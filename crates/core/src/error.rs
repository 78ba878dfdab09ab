// Copyright (C) 2026 Fred Clausen
// Use of this source code is governed by an MIT-style
// license that can be found in the LICENSE file or at
// https://opensource.org/licenses/MIT.

use clark_domain::{DomainError, EntityRef, InvalidTransition};

/// Errors raised by repository implementations.
///
/// Backends translate their native failures into one of these variants at
/// the trait seam, so interactors never see a storage-specific error.
#[derive(Debug, Clone, PartialEq, Eq, thiserror::Error)]
pub enum RepositoryError {
    /// The requested row does not exist.
    #[error("{resource} {id} not found")]
    NotFound {
        /// The kind of resource that was looked up.
        resource: &'static str,
        /// The identifier that was looked up.
        id: i64,
    },
    /// The store rejected a field-level constraint.
    #[error("{field} {message}")]
    Validation {
        /// The offending field.
        field: String,
        /// Why it was rejected.
        message: String,
    },
    /// A compare-and-set write found the entity in a different state than
    /// the one the transition was planned from.
    #[error("{entity} was modified concurrently")]
    StaleState {
        /// The entity whose pre-image no longer matched.
        entity: EntityRef,
    },
    /// The backing store failed.
    #[error("storage backend failure: {0}")]
    Backend(String),
}

/// Errors that escape an interactor.
///
/// Expected domain failures are reported through a failed `Outcome`; only
/// infrastructure failures, and the single documented invalid-transition
/// path of `MoveToSuccess`, surface as `CoreError`.
#[derive(Debug, Clone, PartialEq, Eq, thiserror::Error)]
pub enum CoreError {
    /// The entity does not exist or is not visible to the caller.
    #[error("not found")]
    NotFound,
    /// The guard rejected the event.
    #[error(transparent)]
    InvalidTransition(#[from] InvalidTransition),
    /// Input failed domain validation.
    #[error(transparent)]
    Validation(#[from] DomainError),
    /// A collaborator failed.
    #[error(transparent)]
    Repository(#[from] RepositoryError),
}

:: What you should do ::
All records shown above must be set down again verbatim.

:: Output for this task ::
filename crates/core/src/error.rs
repository 78ba878dfdab09ab
// Copyright (C) 2026 Fred Clausen
// Use of this source code is governed by an MIT-style
// license that can be found in the LICENSE file or at
// https://opensource.org/licenses/MIT.

use clark_domain::{DomainError, EntityRef, InvalidTransition};

/// Errors raised by repository implementations.
///
/// Backends translate their native failures into one of these variants at
/// the trait seam, so interactors never see a storage-specific error.
#[derive(Debug, Clone, PartialEq, Eq, thiserror::Error)]
pub enum RepositoryError {
    /// The requested row does not exist.
    #[error("{resource} {id} not found")]
    NotFound {
        /// The kind of resource that was looked up.
        resource: &'static str,
        /// The identifier that was looked up.
        id: i64,
    },
    /// The store rejected a field-level constraint.
    #[error("{field} {message}")]
    Validation {
        /// The offending field.
        field: String,
        /// Why it was rejected.
        message: String,
    },
    /// A compare-and-set write found the entity in a different state than
    /// the one the transition was planned from.
    #[error("{entity} was modified concurrently")]
    StaleState {
        /// The entity whose pre-image no longer matched.
        entity: EntityRef,
    },
    /// The backing store failed.
    #[error("storage backend failure: {0}")]
    Backend(String),
}

/// Errors that escape an interactor.
///
/// Expected domain failures are reported through a failed `Outcome`; only
/// infrastructure failures, and the single documented invalid-transition
/// path of `MoveToSuccess`, surface as `CoreError`.
#[derive(Debug, Clone, PartialEq, Eq, thiserror::Error)]
pub enum CoreError {
    /// The entity does not exist or is not visible to the caller.
    #[error("not found")]
    NotFound,
    /// The guard rejected the event.
    #[error(transparent)]
    InvalidTransition(#[from] InvalidTransition),
    /// Input failed domain validation.
    #[error(transparent)]
    Validation(#[from] DomainError),
    /// A collaborator failed.
    #[error(transparent)]
    Repository(#[from] RepositoryError),
}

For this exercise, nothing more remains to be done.